//! Key fingerprint type
//!
//! 20 bytes, rendered as 40 uppercase hex characters so the same value can
//! name a native key or an OpenPGP v4 key held by gpg.

use std::fmt;
use std::str::FromStr;

use crate::error::{CoreError, CoreResult};

const DOMAIN: &[u8] = b"takeout-key-fingerprint-v1";

/// Shortest key id suffix accepted when resolving a key reference
pub const MIN_KEY_ID_LEN: usize = 8;

/// A fingerprint uniquely identifying a public key
#[derive(Clone, Copy, PartialEq, Eq, Hash, PartialOrd, Ord)]
pub struct Fingerprint([u8; 20]);

impl Fingerprint {
    pub fn from_bytes(bytes: [u8; 20]) -> Self {
        Self(bytes)
    }

    /// Truncated BLAKE3 over the signing and encryption public keys
    pub fn from_key_material(verifying: &[u8; 32], encryption: &[u8; 32]) -> Self {
        let mut hasher = blake3::Hasher::new();
        hasher.update(DOMAIN);
        hasher.update(verifying);
        hasher.update(encryption);
        let hash = hasher.finalize();

        let mut bytes = [0u8; 20];
        bytes.copy_from_slice(&hash.as_bytes()[..20]);
        Self(bytes)
    }

    pub fn as_bytes(&self) -> &[u8; 20] {
        &self.0
    }

    pub fn to_hex(&self) -> String {
        hex::encode_upper(self.0)
    }

    /// Parse 40 hex characters; spaces and a `0x` prefix are ignored
    pub fn from_hex(s: &str) -> CoreResult<Self> {
        let normalized = normalize_reference(s);
        let bytes = hex::decode(&normalized)
            .map_err(|e| CoreError::InvalidKey(format!("Bad fingerprint {s:?}: {e}")))?;
        let arr: [u8; 20] = bytes.try_into().map_err(|b: Vec<u8>| {
            CoreError::InvalidKey(format!("Fingerprint must be 20 bytes, got {}", b.len()))
        })?;
        Ok(Self(arr))
    }

    /// Long key id (last 16 hex characters), the way gpg prints it
    pub fn key_id(&self) -> String {
        hex::encode_upper(&self.0[12..])
    }

    /// Whether `reference` is this full fingerprint or a hex suffix of it
    pub fn matches(&self, reference: &str) -> bool {
        let normalized = normalize_reference(reference);
        normalized.len() >= MIN_KEY_ID_LEN
            && normalized.chars().all(|c| c.is_ascii_hexdigit())
            && self.to_hex().ends_with(&normalized)
    }

    /// Space-separated groups of four for display
    pub fn grouped(&self) -> String {
        self.to_hex()
            .as_bytes()
            .chunks(4)
            .map(|c| String::from_utf8_lossy(c).into_owned())
            .collect::<Vec<_>>()
            .join(" ")
    }
}

fn normalize_reference(s: &str) -> String {
    let s = s.trim();
    let s = s
        .strip_prefix("0x")
        .or_else(|| s.strip_prefix("0X"))
        .unwrap_or(s);
    s.chars()
        .filter(|c| !c.is_whitespace())
        .collect::<String>()
        .to_ascii_uppercase()
}

impl fmt::Debug for Fingerprint {
    fn fmt(&self, f: &mut fmt::Formatter<'_>) -> fmt::Result {
        write!(f, "Fingerprint({})", self.key_id())
    }
}

impl fmt::Display for Fingerprint {
    fn fmt(&self, f: &mut fmt::Formatter<'_>) -> fmt::Result {
        f.write_str(&self.to_hex())
    }
}

impl FromStr for Fingerprint {
    type Err = CoreError;

    fn from_str(s: &str) -> Result<Self, Self::Err> {
        Self::from_hex(s)
    }
}

impl serde::Serialize for Fingerprint {
    fn serialize<S: serde::Serializer>(&self, serializer: S) -> Result<S::Ok, S::Error> {
        serializer.serialize_str(&self.to_hex())
    }
}

impl<'de> serde::Deserialize<'de> for Fingerprint {
    fn deserialize<D: serde::Deserializer<'de>>(deserializer: D) -> Result<Self, D::Error> {
        let s = String::deserialize(deserializer)?;
        Self::from_hex(&s).map_err(serde::de::Error::custom)
    }
}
━━━━
__Exercise objective__. Would you transcribe, unchanged, every line of the material from the one containing "fn serialize<S: serde::Serializer>(&self, serializer: S)" to the very end, including both, and nothing else?

__Exercise solution__.
    fn serialize<S: serde::Serializer>(&self, serializer: S) -> Result<S::Ok, S::Error> {
        serializer.serialize_str(&self.to_hex())
    }
}

impl<'de> serde::Deserialize<'de> for Fingerprint {
    fn deserialize<D: serde::Deserializer<'de>>(deserializer: D) -> Result<Self, D::Error> {
        let s = String::deserialize(deserializer)?;
        Self::from_hex(&s).map_err(serde::de::Error::custom)
    }
}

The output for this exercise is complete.